Tapi apa tidak mauh malu sama teman-temannya?
Kadang-kadang guru saya sendiri bilang, kalau ada Toya itu, “wah dia kok kena Toya?” saya itu tidak merasa malu.

Nah waktu ibu kecil, pak Enteg ini masih suka baca lontar?
Masih tetap saja, dia itu kan sangat senang mekekawin, untuk mengabarkan Injil. Tapi dalam Lontar itu bukan Dewa tapi Tuhan Yesus yang ditampilkan.

Kalau lontar itu membuat sendiri atau memang sudah ada?
Memang sudah ada. Tapi diceritakan sama dengan Yesus.

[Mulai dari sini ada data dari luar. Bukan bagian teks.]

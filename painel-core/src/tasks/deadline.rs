// painel-core/src/tasks/deadline.rs

use tokio::sync::mpsc::UnboundedSender;
use tokio::task::JoinHandle;
use tokio::time::{sleep_until, Instant};

use crate::console::input::ConsoleInput;

/// Delivers `input` to the console once `deadline` is reached.
///
/// The deadline is fixed by the caller when the timer is armed, so aborting
/// the returned handle is the only way to cancel it.
pub fn spawn_deadline_task(
    deadline: Instant,
    tx: UnboundedSender<ConsoleInput>,
    input: ConsoleInput,
) -> JoinHandle<()> {
    tokio::spawn(async move {
        sleep_until(deadline).await;
        let _ = tx.send(input);
    })
}

#[cfg(test)]
mod tests {
    use super::*;
    use std::time::Duration;
    use tokio::sync::mpsc;

    #[tokio::test(start_paused = true)]
    async fn fires_once_at_the_deadline() {
        let (tx, mut rx) = mpsc::unbounded_channel();
        let start = Instant::now();
        spawn_deadline_task(
            start + Duration::from_secs(1),
            tx,
            ConsoleInput::SessionCloseDue { session_id: "s-1".into() },
        );

        match rx.recv().await {
            Some(ConsoleInput::SessionCloseDue { session_id }) => assert_eq!(session_id, "s-1"),
            other => panic!("unexpected {:?}", other),
        }
        assert_eq!(start.elapsed(), Duration::from_secs(1));
        assert!(rx.recv().await.is_none());
    }

    #[tokio::test(start_paused = true)]
    async fn aborted_timer_never_fires() {
        let (tx, mut rx) = mpsc::unbounded_channel();
        let handle = spawn_deadline_task(
            Instant::now() + Duration::from_secs(1),
            tx,
            ConsoleInput::QueueRefreshDue,
        );
        handle.abort();
        assert!(rx.recv().await.is_none());
    }
}
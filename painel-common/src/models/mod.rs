// File: painel-common/src/models/mod.rs
pub mod auth;
pub mod connection;
pub mod message;
pub mod operator;
pub mod queue;

pub use auth::{Credentials, OAuthCallbackQuery, Role, Session, SessionUser};
pub use connection::ConnectionStatus;
pub use message::{Attachment, ChatMessage, MediaKind, Origin, Sender, WireMessage};
pub use operator::Operator;
pub use queue::{ActiveSession, QueueEntry, Requester};
// painel-core/src/console/attachment.rs

use std::fmt;
use std::path::Path;

use uuid::Uuid;

use painel_common::models::{Attachment, MediaKind};

use crate::Error;

/// A file the operator picked but has not sent yet.
#[derive(Clone, PartialEq, Eq)]
pub struct PendingAttachment {
    pub file_name: String,
    /// Declared type, guessed from the extension.
    pub content_type: String,
    pub kind: MediaKind,
    pub bytes: Vec<u8>,
    /// Temporary local reference used for the optimistic transcript entry.
    pub preview: String,
}

impl PendingAttachment {
    pub fn from_bytes(file_name: impl Into<String>, bytes: Vec<u8>) -> Self {
        let file_name = file_name.into();
        let content_type = mime_guess::from_path(&file_name)
            .first_or_octet_stream()
            .essence_str()
            .to_string();
        let kind = MediaKind::from_content_type(&content_type);
        let preview = format!("local://{}/{}", Uuid::new_v4(), file_name);
        Self { file_name, content_type, kind, bytes, preview }
    }

    pub async fn from_path(path: &Path) -> Result<Self, Error> {
        let file_name = path
            .file_name()
            .and_then(|n| n.to_str())
            .map(String::from)
            .ok_or_else(|| Error::Upload(format!("caminho sem nome de arquivo: {}", path.display())))?;
        let bytes = tokio::fs::read(path).await?;
        Ok(Self::from_bytes(file_name, bytes))
    }

    pub fn size(&self) -> usize {
        self.bytes.len()
    }

    /// Transcript attachment pointing at the preview reference.
    pub fn local_attachment(&self) -> Attachment {
        Attachment {
            url: self.preview.clone(),
            kind: self.kind,
            file_name: Some(self.file_name.clone()),
        }
    }
}

impl fmt::Debug for PendingAttachment {
    fn fmt(&self, f: &mut fmt::Formatter<'_>) -> fmt::Result {
        f.debug_struct("PendingAttachment")
            .field("file_name", &self.file_name)
            .field("content_type", &self.content_type)
            .field("kind", &self.kind)
            .field("size", &self.bytes.len())
            .finish()
    }
}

Lalu, apakah ibu tidak tertarik untuk belajar lontar atau apa saja?
Kalau saya belajar Lontar itu hanya menyanyi, seperti “Hana Sira Ratu..” lalu banyak temannya yang datang dan kemudian dia cerita.

Berarti ibu dari kecil berada di gereja ini?
Ya.

Sekolahnya juga di sini? Apa tidak pernah sekolah ke luar?
Saya itu SD nya di Kuta, kalau dulu namanya kan SR.

Kira-kira tahun berapa itu?
Kalau tahun-tahunnya saya itu tidak tahu, itu kan sudah lama sekali, mungkin ada sekitar 50 tahun.

Kalau SMP nya?
Kalau itu saya tidak melanjutkan, tapi saya melanjutkan ke sekolah Modes.
Kalai nenek bisa cerita mengenai kehidupan masa lampaunya? Kalau Legihan itu kan keadaannya tidak seperti sekarang? Kalau dulu pernah jualan Celeng?
Tidak, kalau kucitnya baru pernah. (ibu)

Saat itu sudah punya anak ibu ini?     
Belum. (ibu)

Berarti kalau begitu bapak Enteg membuka Bengkel dan Ibu Lanis ini jualan Babi, gitu?
Ya. Sampai ke luar Legihan saya jualan. Sampai juga ke Basang Kasa dan yang lainnya saya pernah jualan. Saya kan beli babi, lalu saya bawa pakai guungan dan saya junjung itu. (ibu)

Belinya itu dimana?
Saya belinya ke rumah-rumah. (ibu)

Saat itu apa mereka sudah tahu kalau ibu beragama Kristen?
Sudah.  (ibu)

Saat itu apa ibu tidak ikut mengabarkan Injil?
Tidak. Apa saja yang diminta maka itu yang akan saya berikan pada mereka. Ada orang yang minta kucit akan saya kasi, ada yang meminta minyak saya kasi. (ibu)

Minyak ikan gitu?
Ya. (ibu)

Dimana mendapat minyak ikan?
Saya beli. Kemudian saya jual bersama anak kecil satau, jika terasa berat maka dia yang akan saya suruh membawa. (ibu)

Sebagai buruh gitu?
Ya. (ibu)

Darimana anak itu?
Orang dari Plasa.  Lalu kan jengah hati saya, lalu suami saya kan bikin gerobak, lalu saya membeli sabut kelapa, saat itu saya belanja di Legihan kelod. Saya kan mencari Tukang untuk menarik dan saya yang mendorong. Saat itu saya memang merasa sangat susah sekali. (ibu)

Lalu jualan sambuk gitu?
Ya. (ibu)

Diamana?
Di Denpasar. (ibu)

Bagaimana cara menjualnya, kiloan atau bagaimana?
Saya jual lima puluhan. (ibu)

Harganya berapa?
Per lima puluh itu lima ribu uang bolong. (ibu)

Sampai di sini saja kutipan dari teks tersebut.